EWC Completes Master Plan

Thursday, February 21st, 2013 • 11:06 pm

Existing Campus

Final Master Plan Conceptual Image.

Eastern Wyoming College has recently completed the master planning process.  The final report was accepted by the Board of Trustees at their February meeting.  The process of completing a master plan is required by the state and must be done every five years.  EWC took the opportunity to expand the planning level and looked out over a twenty year period.
The master planning process began over a year and a half ago.  The following planning principles were developed to guide the physical development of the campus:
1.       Organize the campus to strengthen the academic mission.
2.       Optimize the efficiency and utilization of the existing buildings, and identify the potential for new facilities and infrastructure to accommodate future programmatic needs.
3.       Enhance the sense of place of the College by reinforcing the portals and defining the edges that identify the campus.
4.       Improve the pedestrian and vehicular circulation so that access is safer, intuitive, and functional.
5.       Define landscaped open spaces and connections to create vibrant settings for socialization, study, and celebration of the College’s culture and heritage.
6.       Develop a comprehensive framework to ensure a flexible and enduring future.
The Campus Master Plan is the result of collaboration between a number of entities that helped guide its formation including:  students, staff, faculty, the Facilities Planning Committee, the Leadership Team, the Board of Trustees, the Foundation, and the Community Advisory Committees.  This process spanned over eight months and included on-campus meetings, planning workshops, open forums, and formal presentations.
The following are the highlights of the final Campus Master Plan:
·         The Plan carefully evaluated the capacity of the Main and North Campuses and determined that the College has enough land area to meet future growth requirements.  While not mandatory, a few surrounding properties could be acquired over time to buffer the edge conditions of the campuses.
·         The campus core represents the strongest opportunity to exemplify the Master Plan goals of the College.  This area of the campus provides several of the best building sites for future programmatic growth, landscaped open space that can transform the sense of place, dramatically improve pedestrian and vehicular circulation, and create new portals into campus that will reinforce the campus edge conditions and improve the perception of first time visitors and the community.
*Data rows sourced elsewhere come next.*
//! Expressions, in evaluation order.

use tree_sitter::Node;

use super::conditions::{is_short_circuit, BranchTargets};
use super::scope::{captured_names, is_declaration_name};
use super::{FlowBuilder, Target};
use crate::analysis::control_flow::instruction::{BranchRole, Instruction, Variable, VariableKind};
use crate::errors::Result;
use crate::syntax::{children, first_child_of_kind, named_children, skip_parens, SyntaxRef};

fn is_type_node(kind: &str) -> bool {
    matches!(
        kind,
        "type_identifier"
            | "scoped_type_identifier"
            | "generic_type"
            | "array_type"
            | "integral_type"
            | "floating_point_type"
            | "boolean_type"
            | "void_type"
            | "type_arguments"
            | "dimensions"
            | "annotation"
            | "marker_annotation"
    )
}

impl FlowBuilder<'_> {
    pub(super) fn lower_expression(&mut self, node: Node<'_>) -> Result<()> {
        let handle = self.start(node)?;
        self.lower_expression_kind(node)?;
        self.finish(handle)
    }

    pub(super) fn lower_expression_kind(&mut self, node: Node<'_>) -> Result<()> {
        match node.kind() {
            "identifier" => match self.variable_for(node) {
                Some(variable) => self.read(&variable),
                None => Ok(()),
            },
            "field_access" => match self.variable_for(node) {
                Some(variable) => self.read(&variable),
                None => match node.child_by_field_name("object") {
                    Some(object) => self.lower_expression(object),
                    None => Ok(()),
                },
            },
            "assignment_expression" => self.lower_assignment(node),
            "update_expression" => self.lower_update(node),
            "binary_expression" if is_short_circuit(node) => {
                let own = BranchTargets::uniform(Target::end(node));
                self.with_targets(own, |builder| builder.lower_short_circuit(node))
            }
            "ternary_expression" => self.lower_ternary(node),
            "method_invocation" | "object_creation_expression" | "explicit_constructor_invocation" => {
                self.lower_call(node)
            }
            "lambda_expression" | "class_body" => self.lower_nested_body(node),
            "method_reference" => match named_children(node).into_iter().next() {
                Some(receiver) if !is_type_node(receiver.kind()) => self.lower_expression(receiver),
                _ => Ok(()),
            },
            "instanceof_expression" => self.lower_instanceof(node),
            "switch_expression" => self.lower_switch(node, true, Vec::new()),
            "cast_expression" => match node.child_by_field_name("value") {
                Some(value) => self.lower_expression(value),
                None => Ok(()),
            },
            kind if is_type_node(kind) => Ok(()),
            _ => {
                for child in named_children(node) {
                    self.lower_expression(child)?;
                }
                Ok(())
            }
        }
    }

    /// The variable an identifier or `this.name` refers to.
    ///
    /// Unresolved lower-case names are taken to be fields of the enclosing
    /// class; unresolved upper-case names are types or constants.
    fn variable_for(&self, node: Node<'_>) -> Option<Variable> {
        let node = skip_parens(node);
        match node.kind() {
            "identifier" => {
                let name = self.text(node);
                if let Some(declared) = self.scopes.resolve(name) {
                    return Some(declared.variable.clone());
                }
                name.chars()
                    .next()
                    .filter(|c| c.is_lowercase() || *c == '_')
                    .map(|_| Variable::field(name))
            }
            "field_access" => {
                let object = node.child_by_field_name("object")?;
                let field = node.child_by_field_name("field")?;
                (object.kind() == "this").then(|| Variable::field(self.text(field)))
            }
            _ => None,
        }
    }

    /// Write `variable` as the target of an assignment.
    fn write_target(&mut self, target: Node<'_>, variable: &Variable) -> Result<()> {
        if self.options.assignment_targets_are_nodes {
            let handle = self.start(target)?;
            self.write(variable)?;
            self.finish(handle)?;
        } else {
            self.write(variable)?;
        }
        self.exceptions_after_write()
    }

    fn lower_assignment(&mut self, node: Node<'_>) -> Result<()> {
        let (Some(left), Some(right)) = (
            node.child_by_field_name("left"),
            node.child_by_field_name("right"),
        ) else {
            return Ok(());
        };
        let compound = node
            .child_by_field_name("operator")
            .map_or(false, |op| op.kind() != "=");

        match self.variable_for(left) {
            Some(variable) => {
                if compound {
                    self.read(&variable)?;
                }
                self.lower_expression(right)?;
                self.write_target(left, &variable)
            }
            None => {
                self.lower_expression(left)?;
                self.lower_expression(right)
            }
        }
    }

    fn lower_update(&mut self, node: Node<'_>) -> Result<()> {
        let Some(operand) = named_children(node).into_iter().next() else {
            return Ok(());
        };
        match self.variable_for(operand) {
            Some(variable) => {
                self.read(&variable)?;
                self.write_target(operand, &variable)
            }
            None => self.lower_expression(operand),
        }
    }

    fn lower_ternary(&mut self, node: Node<'_>) -> Result<()> {
        let end = Target::end(node);
        let condition = node.child_by_field_name("condition");
        let consequence = node.child_by_field_name("consequence");
        let alternative = node.child_by_field_name("alternative");
        let then_target = consequence.map_or(end, Target::start);
        let else_target = alternative.map_or(end, Target::start);

        if let Some(condition) = condition {
            let targets = BranchTargets::new(then_target, BranchRole::Then, else_target, BranchRole::Else);
            self.with_targets(targets, |builder| builder.lower_condition(condition))?;
            self.branch_on(condition, else_target, BranchRole::Else, false)?;
        }
        if let Some(consequence) = consequence {
            self.lower_expression(consequence)?;
        }
        if let Some(alternative) = alternative {
            self.emit_goto(end, BranchRole::End, false)?;
            self.lower_expression(alternative)?;
        }
        Ok(())
    }

    /// Method and constructor calls: receiver, arguments, anonymous class
    /// captures, then the call itself.
    pub(super) fn lower_call(&mut self, node: Node<'_>) -> Result<()> {
        if let Some(object) = node.child_by_field_name("object") {
            self.lower_expression(object)?;
        }
        if let Some(arguments) = node.child_by_field_name("arguments") {
            for argument in named_children(arguments) {
                self.lower_expression(argument)?;
            }
        }
        if let Some(body) = first_child_of_kind(node, "class_body") {
            self.read_captured(body)?;
        }
        self.emit(Instruction::Simple)?;
        self.exceptions_at_call(SyntaxRef::of(node))
    }

    fn read_captured(&mut self, body: Node<'_>) -> Result<()> {
        for name in captured_names(body, self.source) {
            if let Some(declared) = self.scopes.resolve(&name) {
                let variable = declared.variable.clone();
                self.read(&variable)?;
            }
        }
        Ok(())
    }

    /// Lambdas and local or anonymous classes: only the reads of captured
    /// variables are visible from outside.
    pub(super) fn lower_nested_body(&mut self, node: Node<'_>) -> Result<()> {
        self.read_captured(node)?;
        self.emit(Instruction::Simple)?;
        Ok(())
    }

    fn lower_instanceof(&mut self, node: Node<'_>) -> Result<()> {
        if let Some(left) = node.child_by_field_name("left") {
            self.lower_expression(left)?;
        }
        match node.child_by_field_name("name") {
            Some(name) => self.bind_pattern_variable(name),
            None => match first_child_of_kind(node, "record_pattern") {
                Some(pattern) => self.declare_pattern(pattern),
                None => Ok(()),
            },
        }
    }

    fn bind_pattern_variable(&mut self, name: Node<'_>) -> Result<()> {
        let text = self.text(name);
        let variable = Variable::local(text, VariableKind::Pattern, SyntaxRef::of(name));
        self.declare(text, variable.clone(), Vec::new());
        self.write(&variable)
    }

    /// Bind every variable a (possibly nested) pattern introduces.
    pub(super) fn declare_pattern(&mut self, pattern: Node<'_>) -> Result<()> {
        let mut stack = vec![pattern];
        let mut names = Vec::new();
        while let Some(node) = stack.pop() {
            if node.kind() == "identifier" && is_declaration_name(node) {
                names.push(node);
                continue;
            }
            let mut kids = children(node);
            kids.reverse();
            stack.extend(kids);
        }
        for name in names {
            self.bind_pattern_variable(name)?;
        }
        Ok(())
    }
}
·         The future of student housing is addressed with the siting of new residence halls in two effective locations that can be phased based on the College’s needs, that is perpetuated by the eventual replacement of Eastern Hall.
·         The Plan addresses a number of open space opportunities that will benefit the campus community by creating memorable landscaped settings, improving stormwater management controls, and augmenting the College’s sustainable practices.  Integrated within these improvements will be a safer and more functional network of pedestrian pathways.  This system will connect buildings more efficiently, expand campus circulation, and improve street crossings.
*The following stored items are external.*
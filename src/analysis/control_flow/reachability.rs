//! Context-sensitive reachability over a built flow.
//!
//! `finally` blocks are shared subroutines: a plain graph walk would let
//! control enter through one `Call` and leave through the `Return` of
//! another. The walk here keeps the stack of active calls, so a `Return`
//! only resumes after the call that entered it.
//!
//! A `finally` body may also leave abruptly (`break`, `continue`, a throw).
//! Calls whose subroutine control has left are dropped from the stack, so
//! the stack never grows deeper than the `finally` nesting and the walk
//! terminates.

use std::collections::{HashMap, HashSet, VecDeque};

use super::flow::ControlFlow;
use super::instruction::Instruction;
use crate::syntax::SyntaxRef;

#[derive(Debug, Clone, PartialEq, Eq)]
pub struct Reachability {
    reachable: Vec<bool>,
    exit_reachable: bool,
}

impl Reachability {
    pub fn is_reachable(&self, index: usize) -> bool {
        self.reachable.get(index).copied().unwrap_or(false)
    }

    /// Whether control can leave the flow, normally or not.
    pub fn exit_reachable(&self) -> bool {
        self.exit_reachable
    }

    pub fn unreachable(&self) -> impl Iterator<Item = usize> + '_ {
        self.reachable
            .iter()
            .enumerate()
            .filter(|(_, reached)| !**reached)
            .map(|(index, _)| index)
    }
}

/// Instruction ranges of each subroutine, keyed by the index of its `Call`.
///
/// A subroutine spans its body `[offset, proc_end)` and the block of
/// `Return`s that follows it.
fn subroutine_extents(flow: &ControlFlow) -> HashMap<usize, (usize, usize)> {
    let mut extents = HashMap::new();
    for (index, instruction) in flow.instructions().enumerate() {
        if let Instruction::Call { offset, proc_end } = instruction {
            let mut end = proc_end;
            while matches!(flow.instruction(end), Some(Instruction::Return { .. })) {
                end += 1;
            }
            extents.insert(index, (offset, end));
        }
    }
    extents
}

/// Pop the calls whose subroutine does not contain `next`.
fn settle(mut stack: Vec<usize>, next: usize, extents: &HashMap<usize, (usize, usize)>) -> Vec<usize> {
    while let Some(top) = stack.last() {
        match extents.get(top) {
            Some(&(begin, end)) if (begin..end).contains(&next) => break,
            _ => {
                stack.pop();
            }
        }
    }
    stack
}

/// Reachability from instruction 0 with no assumptions.
pub fn reachable(flow: &ControlFlow) -> Reachability {
    reachable_assuming(flow, &HashMap::new())
}

/// Reachability when the conditions in `assumptions` have fixed values.
///
/// A `ConditionalGoTo` whose condition is assumed is followed on one side
/// only.
pub fn reachable_assuming(flow: &ControlFlow, assumptions: &HashMap<SyntaxRef, bool>) -> Reachability {
    let size = flow.size();
    let extents = subroutine_extents(flow);
    let mut reachable = vec![false; size];
    let mut exit_reachable = false;
    let mut seen: HashSet<(usize, Vec<usize>)> = HashSet::new();
    let mut queue: VecDeque<(usize, Vec<usize>)> = VecDeque::new();
    if size == 0 {
        return Reachability {
            reachable,
            exit_reachable: true,
        };
    }
    queue.push_back((0, Vec::new()));

    while let Some((index, stack)) = queue.pop_front() {
        if index >= size {
            exit_reachable = true;
            continue;
        }
        if !seen.insert((index, stack.clone())) {
            continue;
        }
        reachable[index] = true;
        let Some(instruction) = flow.instruction(index) else {
            continue;
        };

        let mut push = |next: usize, stack: Vec<usize>| {
            let stack = settle(stack, next, &extents);
            queue.push_back((next, stack));
        };
        match instruction {
            Instruction::GoTo { offset, .. } | Instruction::ThrowTo { offset } => push(offset, stack),
            Instruction::ConditionalGoTo {
                offset,
                when,
                condition,
                ..
            } => match condition.and_then(|c| assumptions.get(&c)) {
                Some(value) if *value == when => push(offset, stack),
                Some(_) => push(index + 1, stack),
                None => {
                    push(offset, stack.clone());
                    push(index + 1, stack);
                }
            },
            Instruction::ConditionalThrowTo { offset, .. } => {
                push(offset, stack.clone());
                push(index + 1, stack);
            }
            Instruction::Call { offset, .. } => {
                let mut stack = stack;
                stack.push(index);
                push(offset, stack);
            }
            Instruction::Return { offset, call } => match stack.last().copied() {
                Some(top) if top == call => {
                    let mut stack = stack;
                    stack.pop();
                    push(offset, stack);
                }
                Some(_) => push(index + 1, stack),
                // entered without a call: be conservative
                None => {
                    push(offset, stack.clone());
                    push(index + 1, stack);
                }
            },
            _ => push(index + 1, stack),
        }
    }

    Reachability {
        reachable,
        exit_reachable,
    }
}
·         Parking and vehicular circulation received special attention because of the relative importance they play on day to day operations of the College.  Parking requirements were met by adding and increasing new parking before any existing were relocated, and by balancing the overall system capacity on sites on both campuses.  Vehicular circulation was improved by adding a street to circumnavigate the campus, closing a street through the middle of campus, and adding multiple gateways into both campuses.
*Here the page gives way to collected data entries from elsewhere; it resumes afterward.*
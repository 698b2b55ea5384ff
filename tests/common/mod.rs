// Shared helpers for ctrlflow integration tests
#![allow(dead_code)]

use ctrlflow::{
    build_flow, parse_java, Cancellation, ControlFlow, FlowOptions, FlowPolicy, JavaSource,
    LocalVariablesPolicy,
};
use tree_sitter::Node;

/// Wrap method declarations in a class so they parse as a compilation unit.
pub fn in_class(members: &str) -> String {
    format!("class T {{\n{members}\n}}")
}

pub fn parse(members: &str) -> JavaSource {
    parse_java(&in_class(members)).expect("source should parse")
}

pub fn build(source: &JavaSource, method: &str, options: FlowOptions) -> ControlFlow {
    build_with(source, method, &LocalVariablesPolicy, options)
}

pub fn build_with(
    source: &JavaSource,
    method: &str,
    policy: &dyn FlowPolicy,
    options: FlowOptions,
) -> ControlFlow {
    let procedure = source
        .procedure(method)
        .unwrap_or_else(|| panic!("no procedure named {method}"));
    build_flow(
        procedure.node,
        source.bytes(),
        policy,
        options,
        &Cancellation::new(),
    )
    .expect("flow should build")
}

/// The flow of `m` in `members`, with default options.
pub fn flow_of(members: &str) -> ControlFlow {
    build(&parse(members), "m", FlowOptions::default())
}

pub fn listing(flow: &ControlFlow) -> Vec<String> {
    (0..flow.size()).map(|i| flow.render(i)).collect()
}

/// Every node of `kind` under `root`, in pre-order.
pub fn nodes_of_kind<'tree>(root: Node<'tree>, kind: &str) -> Vec<Node<'tree>> {
    let mut found = Vec::new();
    let mut stack = vec![root];
    while let Some(node) = stack.pop() {
        if node.kind() == kind {
            found.push(node);
        }
        let mut cursor = node.walk();
        let mut kids: Vec<Node<'tree>> = node.named_children(&mut cursor).collect();
        kids.reverse();
        stack.extend(kids);
    }
    found
}

/// Index of the first instruction whose listing text is `text`.
pub fn index_of(flow: &ControlFlow, text: &str) -> usize {
    (0..flow.size())
        .find(|i| flow.render(*i) == text)
        .unwrap_or_else(|| panic!("no `{text}` in\n{flow}"))
}
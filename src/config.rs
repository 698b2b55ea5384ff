//! `.ctrlflow.toml` loading.
//!
//! ```toml
//! [options]
//! fold_constant_conditions = true
//! model_exceptions_after_assignment = false
//! assignment_targets_are_nodes = false
//!
//! [policy]
//! variables = "locals"   # or "locals-and-fields", "parameters"
//! ```
//!
//! Every key is optional. The file is searched for in the working directory
//! and its ancestors; a missing file means defaults, a malformed one is an
//! error when named explicitly and a warning when discovered.

use std::fs;
use std::path::{Path, PathBuf};

use serde::{Deserialize, Serialize};
use tracing::{debug, warn};

use crate::analysis::control_flow::{
    FlowOptions, FlowPolicy, LocalVariablesPolicy, LocalsAndFieldsPolicy, ParametersOnlyPolicy,
};
use crate::errors::{FlowError, Result};

pub const CONFIG_FILE_NAME: &str = ".ctrlflow.toml";
const MAX_TRAVERSAL_DEPTH: usize = 10;

/// Which variables a flow records reads and writes for.
#[derive(Debug, Clone, Copy, Default, PartialEq, Eq, Serialize, Deserialize, clap::ValueEnum)]
#[serde(rename_all = "kebab-case")]
pub enum PolicyChoice {
    #[default]
    Locals,
    LocalsAndFields,
    Parameters,
}

impl PolicyChoice {
    pub fn policy(self) -> &'static dyn FlowPolicy {
        match self {
            Self::Locals => &LocalVariablesPolicy,
            Self::LocalsAndFields => &LocalsAndFieldsPolicy,
            Self::Parameters => &ParametersOnlyPolicy,
        }
    }
}

#[derive(Debug, Clone, Copy, Default, PartialEq, Eq, Serialize, Deserialize)]
#[serde(default)]
pub struct PolicyConfig {
    pub variables: PolicyChoice,
}

#[derive(Debug, Clone, Copy, Default, PartialEq, Eq, Serialize, Deserialize)]
#[serde(default)]
pub struct CtrlflowConfig {
    pub options: FlowOptions,
    pub policy: PolicyConfig,
}

/// Parse config file contents.
pub fn parse_config(contents: &str) -> Result<CtrlflowConfig> {
    toml::from_str(contents)
        .map_err(|e| FlowError::config(format!("Failed to parse {CONFIG_FILE_NAME}: {e}")))
}

/// Load an explicitly named config file.
pub fn load_config_from(path: &Path) -> Result<CtrlflowConfig> {
    let contents = fs::read_to_string(path)?;
    let config = parse_config(&contents)?;
    debug!("Loaded config from {}", path.display());
    Ok(config)
}

fn directory_ancestors(start: PathBuf, max_depth: usize) -> impl Iterator<Item = PathBuf> {
    std::iter::successors(Some(start), |dir| {
        let mut parent = dir.clone();
        parent.pop().then_some(parent)
    })
    .take(max_depth)
}

fn try_load(path: &Path) -> Option<CtrlflowConfig> {
    match load_config_from(path) {
        Ok(config) => Some(config),
        Err(FlowError::Io(e)) if e.kind() == std::io::ErrorKind::NotFound => None,
        Err(e) => {
            warn!("Ignoring {}: {e}", path.display());
            None
        }
    }
}

/// Find the nearest config file at or above `start`, or fall back to defaults.
pub fn discover_config(start: &Path) -> CtrlflowConfig {
    directory_ancestors(start.to_path_buf(), MAX_TRAVERSAL_DEPTH)
        .map(|dir| dir.join(CONFIG_FILE_NAME))
        .find_map(|path| try_load(&path))
        .unwrap_or_else(|| {
            debug!(
                "No config found after checking {} directories. Using default config.",
                MAX_TRAVERSAL_DEPTH
            );
            CtrlflowConfig::default()
        })
}

/// The explicit file when given, otherwise whatever [`discover_config`] finds
/// from the working directory.
pub fn load_config(explicit: Option<&Path>) -> Result<CtrlflowConfig> {
    match explicit {
        Some(path) => load_config_from(path),
        None => {
            let current = std::env::current_dir()?;
            Ok(discover_config(&current))
        }
    }
}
·         The North Campus provides an excellent opportunity to meet the programmatic growth needs of the College in a meaningful and efficient manner.  This campus is the site for the planned Agriculture Technology Education Center (ATEC) facility which requires significant adjacent open space and ancillary buildings to accommodate livestock, truck, and trailer parking.  In addition, the adjacency of two major programs with complementary requirements.  Lastly, the motor pool and bus garage were relocated here in order to maximize the potential for land use on the Main Campus.
“Our Eastern Wyoming College Master Plan is the result of a significant investment of time and dollars to ensure the best possible future for students and our community.  Planning principles placed priorities on people, programs, and a sense of place.  We had extraordinary interest and input from all quarters to develop this framework for future decision making.  We are excited to share the vision and the challenge of what we believe is conservative in regard to use of current space, thoughtfully flexible and sequenced projects, and, certainly, detailing affordable and reachable goals over the next twenty years,” shared EWC President Dr. Tom Armstrong.
EWC is also forging ahead on a new Eastern Wyoming College campus facility in Douglas.  The project is underway as a result of multi-year planning.  Financing for the project became secure when the voters of Converse County voted in favor of a special use tax for the facility.